■ TO DO:
From the first line to the last, write out the data below exactly.

◆ ◆ ◆

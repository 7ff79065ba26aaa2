//! Post entity and DTO models.

use penfolio_core::post::PostSnapshot;
use penfolio_core::types::{DbId, Timestamp};
use serde::{Deserialize, Serialize};
use sqlx::FromRow;

/// A row from the `posts` table — the live content store.
#[derive(Debug, Clone, FromRow, Serialize)]
pub struct Post {
    pub id: DbId,
    pub slug: String,
    pub title_primary: String,
    pub title_secondary: Option<String>,
    pub content_primary: String,
    pub content_secondary: Option<String>,
    pub excerpt_primary: Option<String>,
    pub excerpt_secondary: Option<String>,
    pub cover_image: Option<String>,
    pub is_published: bool,
    pub created_by: Option<DbId>,
    pub created_at: Timestamp,
    pub updated_at: Timestamp,
}

impl Post {
    /// The content snapshot currently live for this post.
    pub fn snapshot(&self) -> PostSnapshot {
        PostSnapshot {
            title_primary: self.title_primary.clone(),
            title_secondary: self.title_secondary.clone(),
            content_primary: self.content_primary.clone(),
            content_secondary: self.content_secondary.clone(),
            excerpt_primary: self.excerpt_primary.clone(),
            excerpt_secondary: self.excerpt_secondary.clone(),
            cover_image: self.cover_image.clone(),
        }
    }
}

/// DTO for creating a new post.
#[derive(Debug, Clone, Deserialize)]
pub struct CreatePost {
    pub title_primary: String,
    pub title_secondary: Option<String>,
    pub content_primary: String,
    pub content_secondary: Option<String>,
    pub excerpt_primary: Option<String>,
    pub excerpt_secondary: Option<String>,
    pub cover_image: Option<String>,
    /// Auto-generated from `title_primary` if `None`.
    pub slug: Option<String>,
    pub is_published: Option<bool>,
}

impl CreatePost {
    /// The snapshot that becomes both the live row and version 1.
    pub fn snapshot(&self) -> PostSnapshot {
        PostSnapshot {
            title_primary: self.title_primary.clone(),
            title_secondary: self.title_secondary.clone(),
            content_primary: self.content_primary.clone(),
            content_secondary: self.content_secondary.clone(),
            excerpt_primary: self.excerpt_primary.clone(),
            excerpt_secondary: self.excerpt_secondary.clone(),
            cover_image: self.cover_image.clone(),
        }
    }
}

/// DTO for partially updating a post. Only non-`None` fields are applied.
#[derive(Debug, Clone, Default, Deserialize)]
pub struct UpdatePost {
    pub title_primary: Option<String>,
    pub title_secondary: Option<String>,
    pub content_primary: Option<String>,
    pub content_secondary: Option<String>,
    pub excerpt_primary: Option<String>,
    pub excerpt_secondary: Option<String>,
    pub cover_image: Option<String>,
    pub is_published: Option<bool>,
    /// Recorded on the new ledger entry; defaults to "Content updated".
    pub change_reason: Option<String>,
}

impl UpdatePost {
    /// Whether this patch touches any snapshot field, and therefore must
    /// record a new ledger entry. Publication state is not part of the
    /// snapshot.
    pub fn touches_snapshot(&self) -> bool {
        self.title_primary.is_some()
            || self.title_secondary.is_some()
            || self.content_primary.is_some()
            || self.content_secondary.is_some()
            || self.excerpt_primary.is_some()
            || self.excerpt_secondary.is_some()
            || self.cover_image.is_some()
    }
}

◆ ◆ ◆

■ RESPONSE AREA:
repository 7ff79065ba26aaa2
//! Post entity and DTO models.

use penfolio_core::post::PostSnapshot;
use penfolio_core::types::{DbId, Timestamp};
use serde::{Deserialize, Serialize};
use sqlx::FromRow;

/// A row from the `posts` table — the live content store.
#[derive(Debug, Clone, FromRow, Serialize)]
pub struct Post {
    pub id: DbId,
    pub slug: String,
    pub title_primary: String,
    pub title_secondary: Option<String>,
    pub content_primary: String,
    pub content_secondary: Option<String>,
    pub excerpt_primary: Option<String>,
    pub excerpt_secondary: Option<String>,
    pub cover_image: Option<String>,
    pub is_published: bool,
    pub created_by: Option<DbId>,
    pub created_at: Timestamp,
    pub updated_at: Timestamp,
}

impl Post {
    /// The content snapshot currently live for this post.
    pub fn snapshot(&self) -> PostSnapshot {
        PostSnapshot {
            title_primary: self.title_primary.clone(),
            title_secondary: self.title_secondary.clone(),
            content_primary: self.content_primary.clone(),
            content_secondary: self.content_secondary.clone(),
            excerpt_primary: self.excerpt_primary.clone(),
            excerpt_secondary: self.excerpt_secondary.clone(),
            cover_image: self.cover_image.clone(),
        }
    }
}

/// DTO for creating a new post.
#[derive(Debug, Clone, Deserialize)]
pub struct CreatePost {
    pub title_primary: String,
    pub title_secondary: Option<String>,
    pub content_primary: String,
    pub content_secondary: Option<String>,
    pub excerpt_primary: Option<String>,
    pub excerpt_secondary: Option<String>,
    pub cover_image: Option<String>,
    /// Auto-generated from `title_primary` if `None`.
    pub slug: Option<String>,
    pub is_published: Option<bool>,
}

impl CreatePost {
    /// The snapshot that becomes both the live row and version 1.
    pub fn snapshot(&self) -> PostSnapshot {
        PostSnapshot {
            title_primary: self.title_primary.clone(),
            title_secondary: self.title_secondary.clone(),
            content_primary: self.content_primary.clone(),
            content_secondary: self.content_secondary.clone(),
            excerpt_primary: self.excerpt_primary.clone(),
            excerpt_secondary: self.excerpt_secondary.clone(),
            cover_image: self.cover_image.clone(),
        }
    }
}

/// DTO for partially updating a post. Only non-`None` fields are applied.
#[derive(Debug, Clone, Default, Deserialize)]
pub struct UpdatePost {
    pub title_primary: Option<String>,
    pub title_secondary: Option<String>,
    pub content_primary: Option<String>,
    pub content_secondary: Option<String>,
    pub excerpt_primary: Option<String>,
    pub excerpt_secondary: Option<String>,
    pub cover_image: Option<String>,
    pub is_published: Option<bool>,
    /// Recorded on the new ledger entry; defaults to "Content updated".
    pub change_reason: Option<String>,
}

impl UpdatePost {
    /// Whether this patch touches any snapshot field, and therefore must
    /// record a new ledger entry. Publication state is not part of the
    /// snapshot.
    pub fn touches_snapshot(&self) -> bool {
        self.title_primary.is_some()
            || self.title_secondary.is_some()
            || self.content_primary.is_some()
            || self.content_secondary.is_some()
            || self.excerpt_primary.is_some()
            || self.excerpt_secondary.is_some()
            || self.cover_image.is_some()
    }
}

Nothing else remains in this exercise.